Gemischte Reaktionen bei LET und Proetten
Bei der Ladies European Tour wies man im Gegenzug nur darauf hin, dass man immer bestrebt sei, „das Spiel in neuen Märkten zu fördern“, die Turniere in Saudi Arabien seien dazu eine großartige Gelegenheit.
Fest steht, dass unabhängig von der Tatsache, dass Frauen nun selbst Auto fahren dürfen und Frauengolf gefördert wird, in Saudi Arabien das System immer noch vor sieht, dass eine Frau bei wesentlichen Entscheidungen eine Genehmigung von einem männlichen Vertrauten, meist Ehemann oder Vater benötigt. Gleichgeschlechtliche Partnerschaften sind verboten.

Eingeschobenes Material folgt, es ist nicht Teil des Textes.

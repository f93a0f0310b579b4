//! Group builder for configuration and listener registration up front.

use crate::config::GroupConfig;
use crate::error::{GeogridError, Result};
use crate::group::{GeohashGroup, GeohashGroupListener};

/// Builder for a [`GeohashGroup`] with a validated configuration and
/// pre-registered listeners.
///
/// ```rust
/// use geogrid::GroupBuilder;
///
/// let mut group = GroupBuilder::new()
///     .geohash_precision(6)
///     .on_change(|_, old, new| println!("{:?} -> {}", old, new))
///     .build()?;
///
/// assert_eq!(group.precision(), 6);
/// assert_eq!(group.listener_count(), 1);
/// group.update_location(30.0, 120.0)?;
/// # Ok::<(), geogrid::GeogridError>(())
/// ```
#[derive(Default)]
pub struct GroupBuilder {
    config: GroupConfig,
    listeners: Vec<Box<dyn GeohashGroupListener>>,
}

impl GroupBuilder {
    /// Create a new builder with the default configuration.
    pub fn new() -> Self {
        Self::default()
    }

    /// Set the group configuration.
    pub fn config(mut self, config: GroupConfig) -> Self {
        self.config = config;
        self
    }

    /// Override the geohash precision from the configuration.
    pub fn geohash_precision(mut self, precision: usize) -> Self {
        self.config.geohash_precision = precision;
        self
    }

    pub fn listener<L>(mut self, listener: L) -> Self
    where
        L: GeohashGroupListener + 'static,
    {
        self.listeners.push(Box::new(listener));
        self
    }

    pub fn on_change<F>(self, callback: F) -> Self
    where
        F: Fn(&GeohashGroup, Option<&str>, &str) + Send + Sync + 'static,
    {
        self.listener(callback)
    }

    /// Validate the configuration and build the group.
    pub fn build(self) -> Result<GeohashGroup> {
        self.config.validate().map_err(GeogridError::InvalidConfig)?;

        let mut group = GeohashGroup::from_config(&self.config)?;
        for listener in self.listeners {
            group.add_boxed_listener(listener);
        }
        Ok(group)
    }
}

#[cfg(test)]
mod tests {
    use super::*;
    use std::sync::Arc;
    use std::sync::atomic::{AtomicUsize, Ordering};

    #[test]
    fn test_default_build() {
        let group = GroupBuilder::new().build().unwrap();
        assert_eq!(group.precision(), 7);
        assert_eq!(group.listener_count(), 0);
    }

    #[test]
    fn test_config_and_override() {
        let config = GroupConfig::default().with_geohash_precision(9);
        let group = GroupBuilder::new().config(config.clone()).build().unwrap();
        assert_eq!(group.precision(), 9);

        let group = GroupBuilder::new()
            .config(config)
            .geohash_precision(3)
            .build()
            .unwrap();
        assert_eq!(group.precision(), 3);
    }

    #[test]
    fn test_invalid_config_rejected() {
        let err = GroupBuilder::new().geohash_precision(0).build().unwrap_err();
        assert!(matches!(err, GeogridError::InvalidConfig(_)));
    }

    #[test]
    fn test_listeners_registered() {
        let hits = Arc::new(AtomicUsize::new(0));
        let a = Arc::clone(&hits);
        let b = Arc::clone(&hits);

        let mut group = GroupBuilder::new()
            .on_change(move |_, _, _| {
                a.fetch_add(1, Ordering::SeqCst);
            })
            .on_change(move |_, _, _| {
                b.fetch_add(10, Ordering::SeqCst);
            })
            .build()
            .unwrap();

        group.update_location(30.0, 120.0).unwrap();
        assert_eq!(hits.load(Ordering::SeqCst), 11);
    }
}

Die Spielerinnen selbst begegnen dem Thema unterschiedlich. Während die Britin Mel Reid, die kürzlich die ShopRite LPGA Classic auf der LPGA Tour gewann, bemerkte, sie trete nicht an, weil es „moralisch nicht korrekt“ sei, hat sich Amy Boulden, kürzlich Siegerin bei der Swiss Ladies Open, als Botschafterin von Golf Saudi verpflichten lassen und unterstützt die Turniere.  Laura Davies, die Grande Dame der Szene, startet ebenfalls bei dem Turnier, obwohl sie bemerkte: „Ich bevorzuge es, dass sie erst einmal Änderungen einführen, anstatt uns für ihre Zwecke zu nützen.

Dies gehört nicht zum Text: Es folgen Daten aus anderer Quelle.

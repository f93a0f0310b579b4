//! Serializable configuration for geohash groups.

use crate::geohash::{DEFAULT_PRECISION, MAX_PRECISION};
use serde::de::Error;
use serde::{Deserialize, Serialize};

/// Group configuration.
///
/// Designed to be loadable from JSON or TOML; missing fields fall back to
/// their defaults.
///
/// # Example
///
/// ```rust
/// use geogrid::GroupConfig;
///
/// let config = GroupConfig::default();
/// assert_eq!(config.geohash_precision, 7);
///
/// let config = GroupConfig::from_json(r#"{ "geohash_precision": 9 }"#).unwrap();
/// assert_eq!(config.geohash_precision, 9);
///
/// assert!(GroupConfig::from_json(r#"{ "geohash_precision": 0 }"#).is_err());
/// ```
#[derive(Debug, Clone, PartialEq, Eq, Serialize, Deserialize)]
pub struct GroupConfig {
    /// Geohash length used for the center and its neighbors (1-12, default: 7)
    #[serde(default = "GroupConfig::default_geohash_precision")]
    pub geohash_precision: usize,
}

impl GroupConfig {
    const fn default_geohash_precision() -> usize {
        DEFAULT_PRECISION
    }

    pub fn with_geohash_precision(mut self, precision: usize) -> Self {
        self.geohash_precision = precision;
        self
    }

    /// Validate configuration values
    pub fn validate(&self) -> Result<(), String> {
        if self.geohash_precision < 1 || self.geohash_precision > MAX_PRECISION {
            return Err(format!(
                "Geohash precision must be between 1 and {}",
                MAX_PRECISION
            ));
        }
        Ok(())
    }

    /// Load configuration from JSON string
    pub fn from_json(json: &str) -> Result<Self, serde_json::Error> {
        let config: GroupConfig = serde_json::from_str(json)?;
        if let Err(e) = config.validate() {
            return Err(Error::custom(e));
        }
        Ok(config)
    }

    /// Save configuration as JSON string
    pub fn to_json(&self) -> Result<String, serde_json::Error> {
        serde_json::to_string_pretty(self)
    }

    /// Load configuration from TOML string (requires toml feature)
    #[cfg(feature = "toml")]
    pub fn from_toml(toml_str: &str) -> Result<Self, toml::de::Error> {
        let config: GroupConfig = toml::from_str(toml_str)?;
        if let Err(e) = config.validate() {
            return Err(toml::de::Error::custom(e));
        }
        Ok(config)
    }

    /// Save configuration as TOML string (requires toml feature)
    #[cfg(feature = "toml")]
    pub fn to_toml(&self) -> Result<String, toml::ser::Error> {
        toml::to_string_pretty(self)
    }
}

impl Default for GroupConfig {
    fn default() -> Self {
        Self {
            geohash_precision: Self::default_geohash_precision(),
        }
    }
}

Wer die aktuelle Startliste des Turniers betrachtet, stellt fest, dass sich offenbar nur wenige europäische Tourproetten das Nachdenken über das Thema Sportswashing leisten können und wollen: Mit Georgia Hall, Carlota Ciganda, Charley Hull, Anna Nordqvist  und Esther Henseleit haben diverse Major- und Turniersiegerinnen gemeldet. Das Thema Menschen- und Frauenrechte wird sie die nächsten drei Wochen begleiten.